During the holidays. On Thursday. I went over to Old Jusco. That is at Bukit Raja to find a part time job for my holidays. I went to 4 shops that I actually enter and asked them for a vacancy. And well as usual they asked me and my friend to put down our name, ic number and phone number. We entered Polo Haus, FOS, Voir Gallery and Royal Sport. At Royal Sport, they asked us to write down our details on a form. But to their expressions and reaction. I dont think that they will call us up again. So I gave up on that shop. To the other shops. I think we are just too young to work there? I dunno yet. So just wait for the phone call to come. If it doesnt comes. I will just work for Uncle I guess. His pay is quite good and I like the working hours. Start at 8am and end at 6pm. If you wanna work extra. You will have extra pay. Not bad huh? So if I have no options I will just work there. And if I work there. There is shelter provided. I mean not under hot sun. So its good ! And the Uncle is friendly and very kind and very sporting. So its all cool. Till then.

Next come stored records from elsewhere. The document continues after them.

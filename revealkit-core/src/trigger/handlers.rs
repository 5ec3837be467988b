use crate::{
    animation::{
        ease::Ease,
        player::{TransitionHandle, TransitionPlayer, TransitionSpec},
    },
    scene::stage::{NodeId, Stage},
    trigger::{
        actions::{ToggleAction, ToggleActions, TriggerEvent},
        registry::{TriggerCx, TriggerHandler},
    },
};

/// Return `bound` if it still drives a track, else attach `spec` afresh and remember the new handle.
///
/// Another writer may have superseded the bound track since the last crossing.
pub(crate) fn ensure_bound(
    stage: &mut Stage,
    player: &mut TransitionPlayer,
    node: NodeId,
    spec: &TransitionSpec,
    bound: &mut Option<TransitionHandle>,
) -> Option<TransitionHandle> {
    match *bound {
        Some(h) if player.contains(h) => Some(h),
        _ => {
            *bound = player.attach(stage, node, spec);
            *bound
        }
    }
}

/// Scroll-following playhead.
///
/// Each new target starts a `power2.out` glide from the current position that lands on the target
/// exactly `lag_ms` later.
#[derive(Clone, Copy, Debug, Default)]
pub(crate) struct Playhead {
    position: f64,
    from: f64,
    target: f64,
    elapsed_ms: f64,
}

impl Playhead {
    /// Advance by `dt_ms` towards `target` and return the new position.
    pub(crate) fn follow(&mut self, target: f64, dt_ms: f64, lag_ms: f64) -> f64 {
        if lag_ms <= 0.0 || !lag_ms.is_finite() {
            self.position = target;
            self.from = target;
            self.target = target;
            return self.position;
        }
        if (target - self.target).abs() > 1e-9 {
            self.from = self.position;
            self.target = target;
            self.elapsed_ms = 0.0;
        }
        if dt_ms.is_finite() {
            self.elapsed_ms += dt_ms.max(0.0);
        }
        let t = (self.elapsed_ms / lag_ms).min(1.0);
        self.position = if t >= 1.0 {
            self.target
        } else {
            self.from + (self.target - self.from) * Ease::OutCubic.apply(t)
        };
        self.position
    }

    pub(crate) fn position(&self) -> f64 {
        self.position
    }

    pub(crate) fn is_settled(&self) -> bool {
        self.position == self.target
    }
}

/// Plays a bound transition according to four toggle actions.
#[derive(Debug)]
pub struct EntranceHandler {
    spec: TransitionSpec,
    actions: ToggleActions,
    handle: Option<TransitionHandle>,
}

impl EntranceHandler {
    /// Handler driving `handle`, normally obtained from [`TransitionPlayer::attach`].
    pub fn new(
        spec: TransitionSpec,
        actions: ToggleActions,
        handle: Option<TransitionHandle>,
    ) -> Self {
        Self {
            spec,
            actions,
            handle,
        }
    }

    /// Transition currently driven.
    pub fn handle(&self) -> Option<TransitionHandle> {
        self.handle
    }
}

impl TriggerHandler for EntranceHandler {
    fn on_event(&mut self, cx: &mut TriggerCx<'_>, event: TriggerEvent) {
        let action = self.actions.action_for(event);
        if action == ToggleAction::None {
            return;
        }
        let Some(h) = ensure_bound(cx.stage, cx.player, cx.node, &self.spec, &mut self.handle)
        else {
            return;
        };
        tracing::trace!(transition = %self.spec.name, key = cx.key, %action, "toggle action");
        match action {
            ToggleAction::Play => {
                cx.player.resume(h);
            }
            ToggleAction::Resume => {
                cx.player.unpause(h);
            }
            ToggleAction::Pause => {
                cx.player.pause(h);
            }
            ToggleAction::Reverse => {
                cx.player.reverse(h);
            }
            ToggleAction::Restart => {
                cx.player.restart(cx.stage, h);
            }
            ToggleAction::Reset => {
                cx.player.reset(cx.stage, h);
            }
            ToggleAction::Complete => {
                cx.player.complete(cx.stage, h);
            }
            ToggleAction::None => {}
        }
    }

    fn is_settled(&self, player: &TransitionPlayer) -> bool {
        self.handle.is_none_or(|h| !player.is_running(h))
    }

    fn dispose(&mut self, stage: &mut Stage, player: &mut TransitionPlayer) {
        if let Some(h) = self.handle.take() {
            player.revert(stage, h);
        }
    }
}

/// Ties a bound transition's progress to scroll progress through the trigger window.
#[derive(Debug)]
pub struct ScrubHandler {
    spec: TransitionSpec,
    lag_ms: f64,
    handle: Option<TransitionHandle>,
    playhead: Playhead,
}

impl ScrubHandler {
    /// Handler scrubbing `handle`, catching up with scroll over `lag_ms`.
    pub fn new(spec: TransitionSpec, lag_ms: f64, handle: Option<TransitionHandle>) -> Self {
        Self {
            spec,
            lag_ms,
            handle,
            playhead: Playhead::default(),
        }
    }

    /// Progress currently written to the transition.
    pub fn playhead(&self) -> f64 {
        self.playhead.position()
    }
}

impl TriggerHandler for ScrubHandler {
    fn on_event(&mut self, cx: &mut TriggerCx<'_>, event: TriggerEvent) {
        tracing::trace!(transition = %self.spec.name, key = cx.key, ?event, "scrub crossing");
    }

    fn on_scrub(&mut self, cx: &mut TriggerCx<'_>, progress: f64) {
        let position = self.playhead.follow(progress, cx.dt_ms, self.lag_ms);
        if let Some(h) = ensure_bound(cx.stage, cx.player, cx.node, &self.spec, &mut self.handle) {
            cx.player.seek(cx.stage, h, position);
        }
    }

    fn is_settled(&self, _player: &TransitionPlayer) -> bool {
        self.playhead.is_settled()
    }

    fn dispose(&mut self, stage: &mut Stage, player: &mut TransitionPlayer) {
        if let Some(h) = self.handle.take() {
            player.revert(stage, h);
        }
    }
}

#[cfg(test)]
#[path = "../../tests/unit/trigger/handlers.rs"]
mod tests;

Saturday, October 18, 2008

19 Questions.

Tagged by Soon Chia.

Instructions:Remove 1 question from below and add in a personal question, make it a total of 19 questions. Then tag 8 people in your list, list them out at the end of this post. Notify them in their chat box that he/she has been tagged.

1)What is it that bothers you the most?
Doing something which brings no benefit. Or not using any efforts to get anything in my hands.

2)What is your most favourite thing to do?
I like to dance or kill time by hanging out with my buddies.

3)What is your ultimate wish?
I wanna be someone that is successful in almost every aspect and make my Daddy very happy.

4)Is there someone in your heart right now?
Of course I do. Because everyone does. Right? When you think you don't have one actually you have one but you are trying to hide it from yourself and everybody else.

5)Do you believe you can survive without Money?
Nah. Life now everything is connected to money. Without money you cant get food you cant get water. Without those you will never survive.

6)Are you afraid of pain?
At first you will be. After for a while you wont be and you wont be afraid of death. It is just another path of another life.

7)What do you feel like doing right now?
I feel like blogging and watching movies and listening to songs and eat my lunch and study. But I am just plain lazy. I also wanna clean the whole house and get ready for exams but I am plain lazy again.

8)If there's someone that you love, would you confess to him or her?
If only I see the chances there and If she wants me back. If not just get the hell lost.

9)List out 3 good points of the person who tagged you.
1.Thin.
2.Sohai.
3.Botak.

10)Whats your 5 most passionate thing at this moment?
My brothers and sisters, my close friends, someone in my heart, my dad and my happiness.

11)What is the thing that will make you think he/she is bad?
By her character and also by the way she talk to me or another people.

12)If you had to eat one thing for the rest of your life, what would it be?
Fried rice !

13)If you had a choice to be rich or happy, which will you pick?
Happy. Because if you had money and you dont have happiness. Its no use right? No one to enjoy and be happy with the money you got but you alone in this world. I rather be poor and be happy with all my buddies beside me.

14)If you have a chance, which part of your character you would like to change?
My emotionalness. At times I turn emotional too much that it hurts other people. I realise thats one of my bad side so I wanna change myself in that point of view.

15)Will you ever leave your blog to die?
Yeap. Someday when I am old and I have no more interest to blog and let it be history in the internet.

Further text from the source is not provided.